Chase's account is necessarily focused on what happened on his own boat. However, the majority of the deaths-nine out of eleven-occurred on the other two boats, and Chase's description of these deaths is limited to a brief summation at the end of his narrative. It would be difficult for any reader of Chase's book alone to appreciate the true scope of the disaster. In particular, the fact that five out of the first six men to die were black is never commented on by Chase. By keeping many of the most disturbing and problematic aspects of the disaster offstage, Chase transforms the story of the Essex into a personal tale of trial and triumph.

It is in his account of the decisions made prior to the ordeal in the whaleboats that the first mate is the most self-serving. He chooses not to mention that he was the one, along with Matthew Joy, who urged Captain Pollard to continue on after the knockdown in the Gulf Stream even though several whaleboats had been lost. He also makes the officers' decision to sail for South America sound as if it were mutually agreed upon from the start when, according to Nickerson, Pollard had initially proposed to sail for the Society Islands. More important, Chase is careful to conceal that he had the opportunity to lance the whale after the first attack-a fact that would not be revealed until the publication of Nickerson's account 163 years later.

Chase's fellow Nantucket survivors, particularly Captain Pollard, undoubtedly felt that their side of the story had not been adequately told in the first mate's account of the disaster. (Herman Melville would later report that Pollard had been moved to write, “or caused to be [written] under his own name, his own version of the story”-a narrative that has not come to light.) But it wasn't just Chase's fellow crew members who felt slighted by the publication of the Essex narrative. As Ralph Waldo Emerson would observe during a visit to the island in 1847, Nantucketers are “[v]ery sensitive to everything that dishonors the island because it hurts the value of stock till the company are poorer.” The last thing they wanted placed before the nation and the world was a detailed account of how some of their own men and boys had been reduced to cannibalism. Chase's account pulled no punches on this issue, employing two exclamation marks when it came to the initial proposal to eat Isaac Cole. No matter how straitened a man's circumstances, many believed, he did not attempt to enrich himself by sensationalizing the sufferings of his own people. Significantly, Chase's next voyage would not be on a Nantucket whaleship. That December he traveled to New Bedford, where he sailed as first mate on the Florida, a whaleship-without a single Nantucketer in the crew. Even though his family remained on the island, Chase would not sail on a ship from his home port for another eleven years.

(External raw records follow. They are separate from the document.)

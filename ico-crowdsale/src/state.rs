use concordium_std::{SchemaType, Serialize, *};
pub use sale_utils::{
    error::{from_token_transfer, ContractError, ContractResult, CustomContractError},
    types::*,
};

/// The contract state
#[derive(Debug, Serial, DeserialWithState)]
#[concordium(state_parameter = "S")]
pub struct State<S: HasStateApi> {
    /// Account that instantiated the sale, receives everything on finalize
    pub(crate) owner: AccountAddress,
    /// Token contract whose units are sold
    pub(crate) token: ContractAddress,
    /// MicroCCD to pay per token unit
    pub(crate) price: MicroCcd,
    /// Cap shown to buyers, not enforced
    pub(crate) max_tokens: ContractTokenAmount,
    /// Units handed out through purchases
    pub(crate) tokens_sold: ContractTokenAmount,
    /// Enum for sale status
    pub(crate) status: SaleStatus,
    /// Accounts allowed to buy, removal keeps the key with `false`
    pub(crate) whitelist: StateMap<Address, bool, S>,
}

/// Everything a purchase needs to know, copied out of the state
/// before the token contract is called.
#[derive(Debug, PartialEq, Eq)]
pub(crate) struct Purchase {
    pub(crate) buyer: AccountAddress,
    pub(crate) amount: ContractTokenAmount,
    pub(crate) token: ContractAddress,
    pub(crate) tokens_sold: ContractTokenAmount,
}

impl<S: HasStateApi> State<S> {
    pub(crate) fn new(
        state_builder: &mut StateBuilder<S>,
        owner: AccountAddress,
        token: ContractAddress,
        price: MicroCcd,
        max_tokens: ContractTokenAmount,
    ) -> Self {
        State {
            owner,
            token,
            price,
            max_tokens,
            tokens_sold: ContractTokenAmount::from(0),
            status: SaleStatus::Active,
            whitelist: state_builder.new_map(),
        }
    }

    pub(crate) fn is_whitelisted(&self, user: &Address) -> bool {
        self.whitelist.get(user).map(|flag| *flag).unwrap_or(false)
    }

    pub(crate) fn set_whitelisted(&mut self, user: &Address, flag: bool) {
        self.whitelist.insert(*user, flag);
    }

    /// Runs every check of a purchase without touching the state.
    /// `requested` is `None` for purchases that only attach CCD,
    /// in that case as many units as `value` pays for are bought.
    pub(crate) fn check_purchase(
        &self,
        sender: &Address,
        value: Amount,
        requested: Option<ContractTokenAmount>,
    ) -> ContractResult<Purchase> {
        let buyer = match sender {
            Address::Account(account) if self.is_whitelisted(sender) => *account,
            _ => bail!(CustomContractError::NotWhitelisted.into()),
        };

        ensure_eq!(
            self.status,
            SaleStatus::Active,
            CustomContractError::SaleFinalized.into()
        );

        let amount = match requested {
            Some(amount) => amount,
            None => tokens_for(value, self.price)?,
        };
        ensure!(amount.0 > 0, CustomContractError::InvalidInput.into());

        let required = value_of(amount, self.price)?;
        ensure!(
            value >= required,
            CustomContractError::InsufficientValue.into()
        );

        let tokens_sold = checked_add(self.tokens_sold, amount)?;

        Ok(Purchase {
            buyer,
            amount,
            token: self.token,
            tokens_sold,
        })
    }

    pub(crate) fn whitelisted(&self) -> Vec<Address> {
        self.whitelist
            .iter()
            .filter(|(_, flag)| **flag)
            .map(|(user, _)| *user)
            .collect()
    }
}

#[concordium_cfg_test]
mod tests {
    use super::*;
    use concordium_std::test_infrastructure::*;

    const OWNER: AccountAddress = AccountAddress([0u8; 32]);
    const TOKEN: ContractAddress = ContractAddress {
        index: 1,
        subindex: 0,
    };
    const BUYER_ACC: AccountAddress = AccountAddress([10u8; 32]);
    const BUYER: Address = Address::Account(BUYER_ACC);

    fn active_state(state_builder: &mut TestStateBuilder, price: MicroCcd) -> State<TestStateApi> {
        let mut state = State::new(state_builder, OWNER, TOKEN, price, 1_000.into());
        state.set_whitelisted(&BUYER, true);
        state
    }

    #[concordium_test]
    fn test_whitelist_flags() {
        let mut state_builder = TestStateBuilder::new();
        let mut state = State::new(&mut state_builder, OWNER, TOKEN, 1, 1_000.into());
        let other = Address::Account(AccountAddress([11u8; 32]));

        claim!(!state.is_whitelisted(&BUYER));
        state.set_whitelisted(&BUYER, true);
        state.set_whitelisted(&BUYER, true);
        state.set_whitelisted(&other, true);
        claim!(state.is_whitelisted(&BUYER));

        state.set_whitelisted(&other, false);
        claim!(!state.is_whitelisted(&other));
        claim_eq!(state.whitelisted(), vec![BUYER]);
    }

    #[concordium_test]
    fn test_check_purchase() {
        let mut state_builder = TestStateBuilder::new();
        let state = active_state(&mut state_builder, 3);

        let ret = state.check_purchase(&BUYER, Amount::from_micro_ccd(30), Some(10.into()));
        claim_eq!(
            ret,
            Ok(Purchase {
                buyer: BUYER_ACC,
                amount: 10.into(),
                token: TOKEN,
                tokens_sold: 10.into(),
            })
        );

        // overpayment is accepted
        let ret = state.check_purchase(&BUYER, Amount::from_micro_ccd(31), Some(10.into()));
        claim!(ret.is_ok(), "Results in rejection");

        let ret = state.check_purchase(&BUYER, Amount::from_micro_ccd(29), Some(10.into()));
        claim_eq!(
            ret,
            Err(ContractError::Custom(CustomContractError::InsufficientValue))
        );

        let ret = state.check_purchase(&BUYER, Amount::from_micro_ccd(30), Some(0.into()));
        claim_eq!(
            ret,
            Err(ContractError::Custom(CustomContractError::InvalidInput))
        );
    }

    #[concordium_test]
    fn test_check_purchase_implicit_amount() {
        let mut state_builder = TestStateBuilder::new();
        let mut state = active_state(&mut state_builder, 3);

        let ret = state.check_purchase(&BUYER, Amount::from_micro_ccd(11), None);
        claim_eq!(ret.map(|purchase| purchase.amount), Ok(3.into()));

        // less than the price of one unit
        let ret = state.check_purchase(&BUYER, Amount::from_micro_ccd(2), None);
        claim_eq!(
            ret,
            Err(ContractError::Custom(CustomContractError::InvalidInput))
        );

        state.price = 0;
        let ret = state.check_purchase(&BUYER, Amount::from_micro_ccd(2), None);
        claim_eq!(
            ret,
            Err(ContractError::Custom(CustomContractError::InvalidArithmetic))
        );
    }

    #[concordium_test]
    fn test_check_purchase_rejections() {
        let mut state_builder = TestStateBuilder::new();
        let mut state = active_state(&mut state_builder, 1);

        let stranger = Address::Account(AccountAddress([12u8; 32]));
        let ret = state.check_purchase(&stranger, Amount::from_micro_ccd(10), Some(1.into()));
        claim_eq!(
            ret,
            Err(ContractError::Custom(CustomContractError::NotWhitelisted))
        );

        let contract = Address::Contract(ContractAddress::new(5, 0));
        let ret = state.check_purchase(&contract, Amount::from_micro_ccd(10), Some(1.into()));
        claim_eq!(
            ret,
            Err(ContractError::Custom(CustomContractError::NotWhitelisted))
        );

        state.tokens_sold = u64::MAX.into();
        let ret = state.check_purchase(&BUYER, Amount::from_micro_ccd(10), Some(1.into()));
        claim_eq!(
            ret,
            Err(ContractError::Custom(CustomContractError::InvalidArithmetic))
        );

        state.price = u64::MAX;
        let ret = state.check_purchase(&BUYER, Amount::from_micro_ccd(10), Some(2.into()));
        claim_eq!(
            ret,
            Err(ContractError::Custom(CustomContractError::InvalidArithmetic))
        );

        state.status = SaleStatus::Finalized;
        let ret = state.check_purchase(&BUYER, Amount::from_micro_ccd(10), Some(1.into()));
        claim_eq!(
            ret,
            Err(ContractError::Custom(CustomContractError::SaleFinalized))
        );
    }
}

George Pollard, however, was given the ultimate vote of confidence. On November 26, 1821, a little more than three months after returning to Nantucket and just a few days after the appearance of Chase's narrative, he set sail for the Pacific as captain of the Two Brothers. But perhaps the most extraordinary endorsement Pollard received came from two of his crewmembers. For Pollard wasn't the only Essex man aboard the Two Brothers; two others had chosen to serve under him again. One was Thomas Nickerson. The other was Charles Ramsdell, the boy who had spent ninety-four days in a whaleboat with him. If there was someone who had come to know Captain Pollard, it was Charles Ramsdell.

 

CHAPTER FOURTEEN

Consequences

 

 

 

GEORGE POLLARD TOOK to his second command with optimism that was remarkable, considering what had happened o his first. In the winter of 1822 he successfully brought the Two brothers around the Horn, headed her up the west coast of South America, and provisioned her at the Peruvian port of Payta. In mid-August the Two Brothers spoke the U.S. Navy schooner Waterwitch. Aboard the Waterwitch was a twenty-four-year-old midshipman named Charles Wilkes. As it so happened, Wilkes had finished reading Chase's narrative of the Essex disaster only the day before. He asked the captain of the Two Brothers if he was any relation to the famous George Pollard of Nantucket. Pollard said that, yes, he was the same man. “ [T]his made a great impression on me,” Wilkes said many years later.

Even though Wilkes had already read the published account, Pollard insisted on telling the young midshipman his own version of the story. “It was to be expected that some effect of his former cruise would have been visible in his manner or conversation,” Wilkes wrote, “but not so, he was cheerful and very modest in his account.” The midshipman judged Pollard to be “a hero, who did not even consider that he had overcome obstacles which would have crushed 99 out of a hundred.”

But there was at least one indication that Pollard had not emerged from the ordeal entirely unscathed. Wilkes noted an unusual feature in the captain's cabin. Attached to the ceiling was a large amount of netting, and it was filled with provisions-primarily potatoes and other fresh vegetables. Captain Pollard, the man who had almost starved to death only the year before, could now simply reach over his head and pull down something to eat. Wilkes asked Pollard how, after all that he had suffered, he could dare go to sea again. “He simply remarked,'7 Wilkes wrote, “that it was an old adage that the lightning never struck in the same place twice.” But in the case of Captain Pollard, it did.

In February of 1823 the Two Brothers and another Nantucket whaleship, the Martha, were sailing west together toward a new whaling ground. In the few years since the start of Pollard's previous voyage, much had changed in the Pacific whale fishery. Soon after the opening up of the Offshore Ground in 1819, Nantucket whaleships had stopped at the Hawaiian island of Oahu for the first time. That same year, Frederick Coffin, captain of the Syren, laid claim to discovering the rich Japan Ground. All of the Pacific, not just its eastern and western edges, had become the domain of the Nantucket whalemen.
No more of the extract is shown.